▶ **TASK ITEM**:
Repeat each entry word for word.

Segment Start: GIVEN DATA

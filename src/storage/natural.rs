// Numeric-aware string ordering for record names.

use std::{cmp::Ordering, iter::Peekable, str::Chars};

/// Compares two strings so that embedded numbers sort by value
/// (`lan2` < `lan10`) and letters compare case-insensitively first.
///
/// Strings that compare equal under those rules fall back to plain byte
/// order so the result is a total order.
pub fn natural_cmp(a: &str, b: &str) -> Ordering {
    let mut left = a.chars().peekable();
    let mut right = b.chars().peekable();

    loop {
        match (left.peek().copied(), right.peek().copied()) {
            (None, None) => return a.cmp(b),
            (None, Some(_)) => return Ordering::Less,
            (Some(_), None) => return Ordering::Greater,
            (Some(l), Some(r)) if l.is_ascii_digit() && r.is_ascii_digit() => {
                let ordering = compare_numbers(&take_digits(&mut left), &take_digits(&mut right));
                if ordering != Ordering::Equal {
                    return ordering;
                }
            }
            (Some(l), Some(r)) => {
                let ordering = l.to_lowercase().cmp(r.to_lowercase());
                if ordering != Ordering::Equal {
                    return ordering;
                }
                left.next();
                right.next();
            }
        }
    }
}

fn take_digits(chars: &mut Peekable<Chars<'_>>) -> String {
    let mut digits = String::new();
    while let Some(c) = chars.next_if(char::is_ascii_digit) {
        digits.push(c);
    }
    digits
}

fn compare_numbers(a: &str, b: &str) -> Ordering {
    let a = a.trim_start_matches('0');
    let b = b.trim_start_matches('0');
    a.len().cmp(&b.len()).then_with(|| a.cmp(b))
}

#[cfg(test)]
mod tests {
    use test_case::test_case;

    use super::*;

    #[test_case("lan2", "lan10", Ordering::Less; "numbers by value")]
    #[test_case("wan", "WAN6", Ordering::Less; "case insensitive prefix")]
    #[test_case("cfg007", "cfg7", Ordering::Less; "leading zeros tie broken bytewise")]
    #[test_case("b", "a10", Ordering::Greater; "letters before numbers matter")]
    #[test_case("lan", "lan", Ordering::Equal; "identical")]
    fn orders(a: &str, b: &str, expected: Ordering) {
        assert_eq!(natural_cmp(a, b), expected);
    }

    #[test]
    fn sorts_interface_names() {
        let mut names = vec!["lan10", "lan1", "wan", "lan2"];
        names.sort_by(|a, b| natural_cmp(a, b));
        assert_eq!(names, vec!["lan1", "lan2", "lan10", "wan"]);
    }
}
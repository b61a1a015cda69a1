use std::path::Path;

use cbi::{RecordStore, Value, storage::CONTROL_PREFIX};
use futures::executor::block_on;
use tracing::instrument;

use super::{Address, commit, load_address, open_store};

/// Assigns an attribute, or creates a named record.
///
/// `set network.lan.proto static` assigns an attribute;
/// `set network.lan interface` creates the record `lan` of type `interface`.
#[derive(Debug, clap::Parser)]
pub struct Command {
    /// The attribute to assign, or the record to create
    address: Address,

    /// The value. Several values make a list.
    #[arg(required = true)]
    values: Vec<String>,

    /// Store a single value as a one-element list
    #[arg(long)]
    list: bool,

    /// Print the changes instead of saving them
    #[arg(long)]
    dry_run: bool,
}

impl Command {
    #[instrument]
    pub fn run(self, root: &Path) -> anyhow::Result<()> {
        let (_, store) = open_store(root);

        let Some(attribute) = &self.address.attribute else {
            return self.create_record(&store);
        };
        if attribute.starts_with(CONTROL_PREFIX) {
            anyhow::bail!("'{attribute}' is reserved for record metadata");
        }

        let Some(record) = load_address(&store, &self.address)? else {
            anyhow::bail!("{} does not name a record", self.address);
        };

        let value = if self.list || self.values.len() > 1 {
            Value::List(self.values)
        } else {
            Value::Text(self.values.concat())
        };
        store.set(&self.address.config, &record, attribute, Some(value));

        commit(&store, self.dry_run)
    }

    fn create_record(&self, store: &cbi::FileStore) -> anyhow::Result<()> {
        let Some(name) = &self.address.record else {
            anyhow::bail!("{} does not name a record", self.address);
        };
        let [section_type] = self.values.as_slice() else {
            anyhow::bail!("A record takes exactly one type");
        };

        store.create(&self.address.config)?;
        block_on(store.load(&self.address.config))?;
        store.add(&self.address.config, section_type, Some(name));

        commit(store, self.dry_run)
    }
}
//! A filesystem backed record store with staged changes.
//!
//! Each configuration is one [`Document`] in the store's directory
//! (`<root>/network.toml`), stored in the [`Format`] named by the store's
//! file extension. Loaded configurations are kept twice: the
//! committed copy as read from disk and a working copy that receives every
//! mutation. [`FileStore::changes`] reports the difference between the two
//! and [`RecordStore::save`] writes the working copy of every modified
//! configuration back to disk.

use std::{
    cell::RefCell,
    collections::BTreeMap,
    fmt,
    path::{Path, PathBuf},
};

use async_trait::async_trait;
use tracing::instrument;

use crate::storage::{
    Document, Format, RecordStore, StoreError,
    package::Package,
    record::{Record, Value},
};

/// A staged, unsaved modification of a configuration.
#[derive(Debug, Clone, PartialEq, Eq)]
pub enum Change {
    /// A record was added.
    Add {
        /// The configuration name.
        config: String,
        /// The record name.
        record: String,
        /// The record type.
        section_type: String,
    },
    /// A record was removed.
    Remove {
        /// The configuration name.
        config: String,
        /// The record name.
        record: String,
    },
    /// An attribute was assigned.
    Set {
        /// The configuration name.
        config: String,
        /// The record name.
        record: String,
        /// The attribute name.
        attribute: String,
        /// The new value.
        value: Value,
    },
    /// An attribute was deleted.
    Unset {
        /// The configuration name.
        config: String,
        /// The record name.
        record: String,
        /// The attribute name.
        attribute: String,
    },
    /// Records of a configuration were reordered.
    Reorder {
        /// The configuration name.
        config: String,
        /// The new record order.
        order: Vec<String>,
    },
}

impl fmt::Display for Change {
    fn fmt(&self, f: &mut fmt::Formatter<'_>) -> fmt::Result {
        match self {
            Self::Add {
                config,
                record,
                section_type,
            } => write!(f, "+ {config}.{record}={section_type}"),
            Self::Remove { config, record } => write!(f, "- {config}.{record}"),
            Self::Set {
                config,
                record,
                attribute,
                value,
            } => write!(f, "  {config}.{record}.{attribute}='{value}'"),
            Self::Unset {
                config,
                record,
                attribute,
            } => write!(f, "- {config}.{record}.{attribute}"),
            Self::Reorder { config, order } => write!(f, "~ {config}: {}", order.join(" ")),
        }
    }
}

#[derive(Debug, Clone)]
struct Loaded {
    committed: Package,
    working: Package,
}

/// A record store backed by a directory of documents.
#[derive(Debug)]
pub struct FileStore {
    root: PathBuf,
    extension: String,
    loaded: RefCell<BTreeMap<String, Loaded>>,
}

Segment End: GIVEN DATA

▶ **RESPONSE**:
filename src/storage/natural.rs
// Numeric-aware string ordering for record names.

use std::{cmp::Ordering, iter::Peekable, str::Chars};

/// Compares two strings so that embedded numbers sort by value
/// (`lan2` < `lan10`) and letters compare case-insensitively first.
///
/// Strings that compare equal under those rules fall back to plain byte
/// order so the result is a total order.
pub fn natural_cmp(a: &str, b: &str) -> Ordering {
    let mut left = a.chars().peekable();
    let mut right = b.chars().peekable();

    loop {
        match (left.peek().copied(), right.peek().copied()) {
            (None, None) => return a.cmp(b),
            (None, Some(_)) => return Ordering::Less,
            (Some(_), None) => return Ordering::Greater,
            (Some(l), Some(r)) if l.is_ascii_digit() && r.is_ascii_digit() => {
                let ordering = compare_numbers(&take_digits(&mut left), &take_digits(&mut right));
                if ordering != Ordering::Equal {
                    return ordering;
                }
            }
            (Some(l), Some(r)) => {
                let ordering = l.to_lowercase().cmp(r.to_lowercase());
                if ordering != Ordering::Equal {
                    return ordering;
                }
                left.next();
                right.next();
            }
        }
    }
}

fn take_digits(chars: &mut Peekable<Chars<'_>>) -> String {
    let mut digits = String::new();
    while let Some(c) = chars.next_if(char::is_ascii_digit) {
        digits.push(c);
    }
    digits
}

fn compare_numbers(a: &str, b: &str) -> Ordering {
    let a = a.trim_start_matches('0');
    let b = b.trim_start_matches('0');
    a.len().cmp(&b.len()).then_with(|| a.cmp(b))
}

#[cfg(test)]
mod tests {
    use test_case::test_case;

    use super::*;

    #[test_case("lan2", "lan10", Ordering::Less; "numbers by value")]
    #[test_case("wan", "WAN6", Ordering::Less; "case insensitive prefix")]
    #[test_case("cfg007", "cfg7", Ordering::Less; "leading zeros tie broken bytewise")]
    #[test_case("b", "a10", Ordering::Greater; "letters before numbers matter")]
    #[test_case("lan", "lan", Ordering::Equal; "identical")]
    fn orders(a: &str, b: &str, expected: Ordering) {
        assert_eq!(natural_cmp(a, b), expected);
    }

    #[test]
    fn sorts_interface_names() {
        let mut names = vec!["lan10", "lan1", "wan", "lan2"];
        names.sort_by(|a, b| natural_cmp(a, b));
        assert_eq!(names, vec!["lan1", "lan2", "lan10", "wan"]);
    }
}
repository b61a1a015cda69a1
use std::path::Path;

use cbi::{RecordStore, Value, storage::CONTROL_PREFIX};
use futures::executor::block_on;
use tracing::instrument;

use super::{Address, commit, load_address, open_store};

/// Assigns an attribute, or creates a named record.
///
/// `set network.lan.proto static` assigns an attribute;
/// `set network.lan interface` creates the record `lan` of type `interface`.
#[derive(Debug, clap::Parser)]
pub struct Command {
    /// The attribute to assign, or the record to create
    address: Address,

    /// The value. Several values make a list.
    #[arg(required = true)]
    values: Vec<String>,

    /// Store a single value as a one-element list
    #[arg(long)]
    list: bool,

    /// Print the changes instead of saving them
    #[arg(long)]
    dry_run: bool,
}

impl Command {
    #[instrument]
    pub fn run(self, root: &Path) -> anyhow::Result<()> {
        let (_, store) = open_store(root);

        let Some(attribute) = &self.address.attribute else {
            return self.create_record(&store);
        };
        if attribute.starts_with(CONTROL_PREFIX) {
            anyhow::bail!("'{attribute}' is reserved for record metadata");
        }

        let Some(record) = load_address(&store, &self.address)? else {
            anyhow::bail!("{} does not name a record", self.address);
        };

        let value = if self.list || self.values.len() > 1 {
            Value::List(self.values)
        } else {
            Value::Text(self.values.concat())
        };
        store.set(&self.address.config, &record, attribute, Some(value));

        commit(&store, self.dry_run)
    }

    fn create_record(&self, store: &cbi::FileStore) -> anyhow::Result<()> {
        let Some(name) = &self.address.record else {
            anyhow::bail!("{} does not name a record", self.address);
        };
        let [section_type] = self.values.as_slice() else {
            anyhow::bail!("A record takes exactly one type");
        };

        store.create(&self.address.config)?;
        block_on(store.load(&self.address.config))?;
        store.add(&self.address.config, section_type, Some(name));

        commit(store, self.dry_run)
    }
}
//! A filesystem backed record store with staged changes.
//!
//! Each configuration is one [`Document`] in the store's directory
//! (`<root>/network.toml`), stored in the [`Format`] named by the store's
//! file extension. Loaded configurations are kept twice: the
//! committed copy as read from disk and a working copy that receives every
//! mutation. [`FileStore::changes`] reports the difference between the two
//! and [`RecordStore::save`] writes the working copy of every modified
//! configuration back to disk.

use std::{
    cell::RefCell,
    collections::BTreeMap,
    fmt,
    path::{Path, PathBuf},
};

use async_trait::async_trait;
use tracing::instrument;

use crate::storage::{
    Document, Format, RecordStore, StoreError,
    package::Package,
    record::{Record, Value},
};

/// A staged, unsaved modification of a configuration.
#[derive(Debug, Clone, PartialEq, Eq)]
pub enum Change {
    /// A record was added.
    Add {
        /// The configuration name.
        config: String,
        /// The record name.
        record: String,
        /// The record type.
        section_type: String,
    },
    /// A record was removed.
    Remove {
        /// The configuration name.
        config: String,
        /// The record name.
        record: String,
    },
    /// An attribute was assigned.
    Set {
        /// The configuration name.
        config: String,
        /// The record name.
        record: String,
        /// The attribute name.
        attribute: String,
        /// The new value.
        value: Value,
    },
    /// An attribute was deleted.
    Unset {
        /// The configuration name.
        config: String,
        /// The record name.
        record: String,
        /// The attribute name.
        attribute: String,
    },
    /// Records of a configuration were reordered.
    Reorder {
        /// The configuration name.
        config: String,
        /// The new record order.
        order: Vec<String>,
    },
}

impl fmt::Display for Change {
    fn fmt(&self, f: &mut fmt::Formatter<'_>) -> fmt::Result {
        match self {
            Self::Add {
                config,
                record,
                section_type,
            } => write!(f, "+ {config}.{record}={section_type}"),
            Self::Remove { config, record } => write!(f, "- {config}.{record}"),
            Self::Set {
                config,
                record,
                attribute,
                value,
            } => write!(f, "  {config}.{record}.{attribute}='{value}'"),
            Self::Unset {
                config,
                record,
                attribute,
            } => write!(f, "- {config}.{record}.{attribute}"),
            Self::Reorder { config, order } => write!(f, "~ {config}: {}", order.join(" ")),
        }
    }
}

#[derive(Debug, Clone)]
struct Loaded {
    committed: Package,
    working: Package,
}

/// A record store backed by a directory of documents.
#[derive(Debug)]
pub struct FileStore {
    root: PathBuf,
    extension: String,
    loaded: RefCell<BTreeMap<String, Loaded>>,
}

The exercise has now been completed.